Required action: In the records that come next, find every line with "refused". Return those lines.

Saved data entries
┌──

//! # Error Types
//!
//! All error types for registry operations.
//!
//! Registry errors fall into four classes:
//!
//! | Class | Meaning | Caller action |
//! |-------|---------|---------------|
//! | Input validation | Malformed key, label or price | Fix the input |
//! | State conflict | Record already exists / address already named | Retry with other parameters |
//! | Authorization | Wrong caller, closed window, bad signature | Wait or obtain rights |
//! | Payment | Underpayment or a failed value movement | Call reverted, nothing moved |

use crate::domain::value_objects::{Address, U256};
use thiserror::Error;

// =============================================================================
// REGISTRY ERRORS
// =============================================================================

/// Errors returned by registry operations.
#[derive(Debug, Error, Clone, PartialEq, Eq)]
pub enum RegistryError {
    // --- input validation ---
    /// Namespace key fails the character-class rule.
    #[error("invalid namespace key: {0:?}")]
    InvalidKey(String),

    /// Namespace key is reserved.
    #[error("reserved namespace key: {0:?}")]
    ReservedKey(String),

    /// Price per name is below the minimum for the namespace kind.
    #[error("price too low: {price} < minimum {minimum}")]
    PriceTooLow {
        /// Requested price per name.
        price: U256,
        /// Minimum for the namespace kind.
        minimum: U256,
    },

    /// Price per name is not a multiple of the price step.
    #[error("price {price} is not a multiple of step {step}")]
    PriceNotStepMultiple {
        /// Requested price per name.
        price: U256,
        /// Configured price step.
        step: U256,
    },

    /// Label fails the character-class rule.
    #[error("invalid label: {0:?}")]
    InvalidLabel(String),

    /// Batch arrays have different lengths.
    #[error("batch length mismatch: {labels} labels, {recipients} recipients, {signatures} signatures")]
    LengthMismatch {
        /// Number of labels.
        labels: usize,
        /// Number of recipients.
        recipients: usize,
        /// Number of signatures.
        signatures: usize,
    },

    /// Batch contains no entries.
    #[error("batch is empty")]
    EmptyArray,

    /// Batch exceeds the configured maximum size.
    #[error("batch too large: {size} > {max}")]
    BatchTooLarge {
        /// Entries in the batch.
        size: usize,
        /// Configured maximum.
        max: usize,
    },

    /// Namespace creator is the zero address.
    #[error("namespace creator is the zero address")]
    ZeroCreator,

    /// Fee recipient is the zero address.
    #[error("recipient is the zero address")]
    ZeroRecipient,

    // --- state conflicts ---
    /// Namespace key is already registered.
    #[error("namespace already exists: {0:?}")]
    AlreadyExists(String),

    /// Namespace key is not registered (namespace queries).
    #[error("namespace not found: {0:?}")]
    NotFound(String),

    /// Namespace key is not registered (name registration).
    #[error("namespace not found: {0:?}")]
    NamespaceNotFound(String),

    /// The would-be owner already owns a name.
    #[error("address {0:?} already owns a name")]
    AlreadyHasName(Address),

    /// The (label, namespace) pair is taken.
    #[error("name already registered: {label}.{namespace}")]
    NameAlreadyRegistered {
        /// Requested label.
        label: String,
        /// Namespace key.
        namespace: String,
    },

    /// Caller has no pending fees.
    #[error("no fees to claim")]
    NoFeesToClaim,

    // --- authorization ---
    /// Caller is not the registry owner.
    #[error("caller {0:?} is not the registry owner")]
    NotOwner(Address),

    /// Caller is not the pending owner.
    #[error("caller {0:?} is not the pending owner")]
    NotPendingOwner(Address),

    /// The owner onboarding period has ended.
    #[error("onboarding period is over")]
    OnboardingOver,

    /// Self-service registration into a private namespace.
    #[error("namespace {0:?} is private")]
    PrivateNamespace(String),

    /// Public namespace still reserved for its creator.
    #[error("namespace {0:?} is in its exclusivity period")]
    InExclusivityPeriod(String),

    /// Sponsored registration in a public namespace during exclusivity by a non-creator.
    #[error("only the creator of {0:?} may sponsor names during exclusivity")]
    NotNamespaceCreatorExclusivity(String),

    /// Sponsored registration in a private namespace by a non-creator.
    #[error("only the creator of private namespace {0:?} may sponsor names")]
    NotNamespaceCreatorPrivate(String),

    /// Neither signature path authorized the recipient.
    #[error("recipient {0:?} did not authorize this registration")]
    BadAuthorization(Address),

    // --- payment ---
    /// Namespace creation fee underpaid.
    #[error("insufficient fee: required {required}, sent {sent}")]
    InsufficientFee {
        /// Fee for the namespace kind.
        required: U256,
        /// Value attached to the call.
        sent: U256,
    },

    /// Name registration underpaid.
    #[error("insufficient payment: required {required}, sent {sent}")]
    InsufficientPayment {
        /// Price owed.
        required: U256,
        /// Value attached to the call.
        sent: U256,
    },

    /// Refund to the caller could not be delivered.
    #[error("refund of {amount} to {to:?} failed")]
    RefundFailed {
        /// Caller owed the refund.
        to: Address,
        /// Refund amount.
        amount: U256,
    },

    /// A transfer other than a refund could not be delivered.
    #[error("transfer of {amount} to {to:?} failed")]
    TransferFailed {
        /// Intended recipient.
        to: Address,
        /// Transfer amount.
        amount: U256,
    },

    /// The burn collaborator refused the burn portion.
    #[error("burn of {amount} failed: {reason}")]
    BurnFailed {
        /// Total burn portion of the call.
        amount: U256,
        /// Reason reported by the burn collaborator.
        reason: String,
    },

    /// Amount arithmetic overflowed.
    #[error("arithmetic overflow")]
    ArithmeticOverflow,
}

/// Error taxonomy for registry failures.
#[derive(Debug, Clone, Copy, PartialEq, Eq)]
pub enum ErrorClass {
    /// Caller-fixable input errors.
    InputValidation,
    /// Lost races against existing state.
    StateConflict,
    /// Wrong caller, closed window or missing consent.
    Authorization,
    /// Underpayment or failed value movement.
    Payment,
}

impl RegistryError {
    /// Classifies this error.
    #[must_use]
    pub fn class(&self) -> ErrorClass {
        match self {
            Self::InvalidKey(_)
            | Self::ReservedKey(_)
            | Self::PriceTooLow { .. }
            | Self::PriceNotStepMultiple { .. }
            | Self::InvalidLabel(_)
            | Self::LengthMismatch { .. }
            | Self::EmptyArray
            | Self::BatchTooLarge { .. }
            | Self::ZeroCreator
            | Self::ZeroRecipient => ErrorClass::InputValidation,

            Self::AlreadyExists(_)
            | Self::NotFound(_)
            | Self::NamespaceNotFound(_)
            | Self::AlreadyHasName(_)
            | Self::NameAlreadyRegistered { .. }
            | Self::NoFeesToClaim => ErrorClass::StateConflict,

            Self::NotOwner(_)
            | Self::NotPendingOwner(_)
            | Self::OnboardingOver
            | Self::PrivateNamespace(_)
            | Self::InExclusivityPeriod(_)
            | Self::NotNamespaceCreatorExclusivity(_)
            | Self::NotNamespaceCreatorPrivate(_)
            | Self::BadAuthorization(_) => ErrorClass::Authorization,

            Self::InsufficientFee { .. }
            | Self::InsufficientPayment { .. }
            | Self::RefundFailed { .. }
            | Self::TransferFailed { .. }
            | Self::BurnFailed { .. }
            | Self::ArithmeticOverflow => ErrorClass::Payment,
        }
    }

    /// Returns true if retrying with different parameters may succeed.
    #[must_use]
    pub fn is_retryable(&self) -> bool {
        self.class() == ErrorClass::StateConflict
    }
}

// =============================================================================
// TRANSFER ERRORS
// =============================================================================

/// Errors from the value ledger collaborator.
#[derive(Debug, Error, Clone, PartialEq, Eq)]
pub enum TransferError {
    /// Recipient rejected the transfer.
    #[error("recipient {to:?} rejected {amount}")]
    Rejected {
        /// Rejecting recipient.
        to: Address,
        /// Amount refused.
        amount: U256,
    },

    /// Burn collaborator refused the value.
    #[error("burn sink unavailable: {0}")]
    BurnUnavailable(String),

    /// Ledger arithmetic overflow.
    #[error("ledger overflow")]
    Overflow,
}

// =============================================================================
// SIGNATURE ERRORS
// =============================================================================

/// Errors from registration authorization checks.
#[derive(Debug, Error, Clone, PartialEq, Eq)]
pub enum SignatureError {
    /// Signature blob is not 65 bytes or a scalar is out of range.
    #[error("invalid signature format")]
    InvalidFormat,

    /// Signature has high S value (EIP-2 malleability protection).
    #[error("malleable signature (high S value)")]
    MalleableSignature,

    /// Invalid recovery ID (v must be 0, 1, 27, or 28).
    #[error("invalid recovery ID: {0}")]
    InvalidRecoveryId(u8),

    /// Failed to recover a public key from the signature.
    #[error("failed to recover public key")]
    RecoveryFailed,

    /// Recovered signer does not match the recipient.
    #[error("signer mismatch: expected {expected:?}, got {actual:?}")]
    SignerMismatch {
        /// The recipient.
        expected: Address,
        /// The recovered signer.
        actual: Address,
    },

    /// Contract wallet did not return the magic value.
    #[error("contract wallet {0:?} rejected the signature")]
    ContractRejected(Address),
}

// =============================================================================
// CONFIG ERRORS
// =============================================================================

/// Errors from configuration validation.
#[derive(Debug, Error, Clone, PartialEq, Eq)]
pub enum ConfigError {
    /// Price step is zero.
    #[error("price step must be non-zero")]
    ZeroPriceStep,

    /// A configured price is not a step multiple.
    #[error("{field} ({value}) is not a multiple of the price step")]
    NotStepMultiple {
        /// Offending field name.
        field: &'static str,
        /// Its value.
        value: U256,
    },

    /// Private minimum is below the public minimum.
    #[error("private minimum price must be at least the public minimum")]
    PrivateMinimumTooLow,

    /// Public namespace fee must exceed the private fee.
    #[error("public namespace fee must exceed the private namespace fee")]
    FeeOrdering,

    /// Bare namespace key is not a valid key.
    #[error("invalid bare namespace key: {0:?}")]
    InvalidBareKey(String),

    /// Maximum batch size is zero.
    #[error("max batch size must be non-zero")]
    ZeroBatchSize,
}

// =============================================================================
// TESTS
// =============================================================================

└──

Written answer:
    /// The burn collaborator refused the burn portion.
        /// Amount refused.
    /// Burn collaborator refused the value.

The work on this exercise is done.